In February, the Middle East Forum asked its readers to submit any examples of censorship on social media and received hundreds of responses.
Westrop recalled that in 2012, YouTube famously blocked access to a short video titled “Innocence of Muslims,” an unflattering portrayal of Islam’s prophet that the Obama administration blamed for the Benghazi attack in which the U.S. ambassador to Libya was killed.
‘Offensive content’
In contrast, the Middle East Media Research Institute in 2015 flagged 115 videos on YouTube that openly incited or celebrated terrorism. And two years later, MEMRI found 69 of the videos remained online.
Another radical Muslims to benefit was prominent Salafi cleric Omar Suleiman, who successfully lobbied Google to adjust its algorithm to exclude search results for Islamic terms such as “jihad” and “shariah” that lead to “offensive or clearly misleading content.”

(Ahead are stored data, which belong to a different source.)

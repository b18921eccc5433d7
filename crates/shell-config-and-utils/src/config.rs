//! Configuration management for the app shell host.

use crate::{CoreError, CoreResult, Paths};
use serde::{Deserialize, Serialize};
use std::path::Path;
use std::time::Duration;
use url::Url;

/// Default backend URL (can be overridden at compile time via APP_SHELL_BACKEND_URL env var).
pub const DEFAULT_BACKEND_URL: &str = match option_env!("APP_SHELL_BACKEND_URL") {
    Some(url) => url,
    None => "https://random.supabase.co",
};

/// Default backend publishable key (can be overridden at compile time via APP_SHELL_BACKEND_KEY env var).
pub const DEFAULT_BACKEND_PUBLISHABLE_KEY: &str = match option_env!("APP_SHELL_BACKEND_KEY") {
    Some(key) => key,
    None => "random-key",
};

/// Default log level.
pub const DEFAULT_LOG_LEVEL: &str = "info";

/// Default custom URI scheme for app callbacks.
pub const DEFAULT_APP_SCHEME: &str = "appshell";

/// Default bounded wait for a bridge round-trip.
pub const DEFAULT_BRIDGE_TIMEOUT_MS: u64 = 30_000;

/// Default domain for shim-derived account emails.
pub const DEFAULT_SHIM_EMAIL_DOMAIN: &str = "shim.app-shell.local";

/// Minimum accepted length, in bytes, of the shim key material.
pub const MIN_SHIM_SECRET_LEN: usize = 32;

const ENV_LOG_LEVEL: &str = "APP_SHELL_LOG_LEVEL";
const ENV_BACKEND_URL: &str = "APP_SHELL_BACKEND_URL";
const ENV_BACKEND_KEY: &str = "APP_SHELL_BACKEND_KEY";
const ENV_SHIM_SECRET: &str = "APP_SHELL_SHIM_SECRET";

/// Third-party identity provider endpoints and client registration.
#[derive(Debug, Clone, PartialEq, Eq, Serialize, Deserialize)]
pub struct ProviderSettings {
    /// Provider tag stored on sessions and shim accounts (e.g. "kakao").
    pub name: String,
    /// OAuth client id registered with the provider.
    pub client_id: String,
    /// Redirect URI registered with the provider.
    pub redirect_uri: String,
    pub authorize_url: String,
    pub token_url: String,
    pub userinfo_url: String,
}

impl Default for ProviderSettings {
    fn default() -> Self {
        Self {
            name: "kakao".to_string(),
            client_id: String::new(),
            redirect_uri: format!("{DEFAULT_APP_SCHEME}://oauth-callback"),
            authorize_url: "https://kauth.kakao.com/oauth/authorize".to_string(),
            token_url: "https://kauth.kakao.com/oauth/token".to_string(),
            userinfo_url: "https://kapi.kakao.com/v2/user/me".to_string(),
        }
    }
}

/// Main host configuration.
#[derive(Debug, Clone, Serialize, Deserialize)]
pub struct Config {
    /// Log level (trace, debug, info, warn, error).
    #[serde(default = "default_log_level")]
    pub log_level: String,
    /// Backend auth service URL.
    #[serde(default = "default_backend_url")]
    pub backend_url: String,
    /// Backend publishable API key (public, safe to expose).
    #[serde(default = "default_backend_publishable_key")]
    pub backend_publishable_key: String,
    /// Custom scheme used by app callbacks (`<scheme>://login-callback`).
    #[serde(default = "default_app_scheme")]
    pub app_scheme: String,
    /// Hosts whose https links are routed in-app.
    #[serde(default = "default_web_hosts")]
    pub web_hosts: Vec<String>,
    /// First path segments that identify a content detail link (`/<resource>/<id>`).
    #[serde(default = "default_content_resources")]
    pub content_resources: Vec<String>,
    /// Identity provider used by the shim.
    #[serde(default)]
    pub provider: ProviderSettings,
    /// Bridge round-trip bound in milliseconds. `null` waits forever.
    #[serde(default = "default_bridge_timeout_ms")]
    pub bridge_timeout_ms: Option<u64>,
    /// Domain of shim-derived account emails.
    #[serde(default = "default_shim_email_domain")]
    pub shim_email_domain: String,
    /// Deployment key material for shim credentials. Environment only.
    #[serde(skip)]
    shim_secret: Option<String>,
}

fn default_log_level() -> String {
    DEFAULT_LOG_LEVEL.to_string()
}

fn default_backend_url() -> String {
    DEFAULT_BACKEND_URL.to_string()
}

fn default_backend_publishable_key() -> String {
    DEFAULT_BACKEND_PUBLISHABLE_KEY.to_string()
}

fn default_app_scheme() -> String {
    DEFAULT_APP_SCHEME.to_string()
}

fn default_web_hosts() -> Vec<String> {
    vec!["app.example.com".to_string()]
}

fn default_content_resources() -> Vec<String> {
    vec!["posts".to_string(), "items".to_string()]
}

fn default_bridge_timeout_ms() -> Option<u64> {
    Some(DEFAULT_BRIDGE_TIMEOUT_MS)
}

fn default_shim_email_domain() -> String {
    DEFAULT_SHIM_EMAIL_DOMAIN.to_string()
}

impl Default for Config {
    fn default() -> Self {
        Self {
            log_level: default_log_level(),
            backend_url: default_backend_url(),
            backend_publishable_key: default_backend_publishable_key(),
            app_scheme: default_app_scheme(),
            web_hosts: default_web_hosts(),
            content_resources: default_content_resources(),
            provider: ProviderSettings::default(),
            bridge_timeout_ms: default_bridge_timeout_ms(),
            shim_email_domain: default_shim_email_domain(),
            shim_secret: None,
        }
    }
}

impl Config {
    /// Load configuration from `<base>/config.json`, falling back to defaults,
    /// then apply environment overrides.
    pub fn load(paths: &Paths) -> CoreResult<Self> {
        let config_path = paths.config_file();

        let mut config = if config_path.exists() {
            Self::load_from_file(&config_path)?
        } else {
            Self::default()
        };

        config.load_from_env();
        config.validate()?;

        Ok(config)
    }

    /// Load configuration from a specific file.
    pub fn load_from_file(path: &Path) -> CoreResult<Self> {
        let content = std::fs::read_to_string(path)?;
        let config: Config = serde_json::from_str(&content)?;
        Ok(config)
    }

    /// Save configuration to a file. The shim secret is never written.
    pub fn save(&self, paths: &Paths) -> CoreResult<()> {
        paths.ensure_dirs()?;
        let config_path = paths.config_file();
        let content = serde_json::to_string_pretty(self)?;
        std::fs::write(config_path, content)?;
        Ok(())
    }

    fn load_from_env(&mut self) {
        self.apply_overrides(|key| std::env::var(key).ok());
    }

    /// Apply overrides from a key lookup. Empty values are ignored.
    pub fn apply_overrides<F>(&mut self, lookup: F)
    where
        F: Fn(&str) -> Option<String>,
    {
        let get = |key: &str| {
            lookup(key)
                .map(|value| value.trim().to_string())
                .filter(|value| !value.is_empty())
        };

        if let Some(log_level) = get(ENV_LOG_LEVEL) {
            self.log_level = log_level;
        }
        if let Some(url) = get(ENV_BACKEND_URL) {
            self.backend_url = url;
        }
        if let Some(key) = get(ENV_BACKEND_KEY) {
            self.backend_publishable_key = key;
        }
        if let Some(secret) = get(ENV_SHIM_SECRET) {
            self.shim_secret = Some(secret);
        }
    }

    /// Set the shim key material directly (tests and embedders).
    pub fn set_shim_secret(&mut self, secret: impl Into<String>) {
        self.shim_secret = Some(secret.into());
    }

    /// Reject configuration that would fail later in a less obvious place.
    pub fn validate(&self) -> CoreResult<()> {
        self.backend_url()?;
        if self.app_scheme.is_empty() || self.app_scheme.contains([':', '/']) {
            return Err(CoreError::Config(format!(
                "invalid app scheme: {:?}",
                self.app_scheme
            )));
        }
        if let Some(secret) = &self.shim_secret {
            check_shim_secret(secret)?;
        }
        Ok(())
    }

    /// Get the backend URL as a parsed URL.
    pub fn backend_url(&self) -> CoreResult<Url> {
        Url::parse(&self.backend_url).map_err(CoreError::from)
    }

    /// Shim key material, required by the OAuth shim.
    pub fn shim_secret(&self) -> CoreResult<&str> {
        let secret = self.shim_secret.as_deref().ok_or_else(|| {
            CoreError::Config(format!("{ENV_SHIM_SECRET} is not set"))
        })?;
        check_shim_secret(secret)?;
        Ok(secret)
    }

    /// Bridge round-trip bound. `None` waits forever.
    pub fn bridge_timeout(&self) -> Option<Duration> {
        self.bridge_timeout_ms.map(Duration::from_millis)
    }
}

fn check_shim_secret(secret: &str) -> CoreResult<()> {
    if secret.len() < MIN_SHIM_SECRET_LEN {
        return Err(CoreError::Config(format!(
            "{ENV_SHIM_SECRET} must be at least {MIN_SHIM_SECRET_LEN} bytes"
        )));
    }
    Ok(())
}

In 2015, Facebook removed a post of an image of outraged Muslims captioned, “Jokes don’t kill people, Muslims who are offended by jokes kill people.”
In April, a woman in Germany was banned from Facebook for 30 days for posting a set of two pictures: One showed the Iranian women’s national volleyball team from the 1970s, wearing T-shirts and shorts. The other was of the current Iranian team, wearing hijabs and clothes that cover arms and legs.
WND reported in August 2017 the digital payment platform PayPal restricted Robert Spencer’s Jihad Watch and his American Freedom Defense Initiative from receiving donations.
- In January 2015, Facebook censored images of Muhammad in Turkey.
- In June 2016, YouTube removed a video titled “Killing for a Cause: Sharia Law & Civilization Jihad,” which concluded, based on a Muslim Brotherhood document and other first-hand evidence, the aim of Islamic supremacists is to subvert the West from within.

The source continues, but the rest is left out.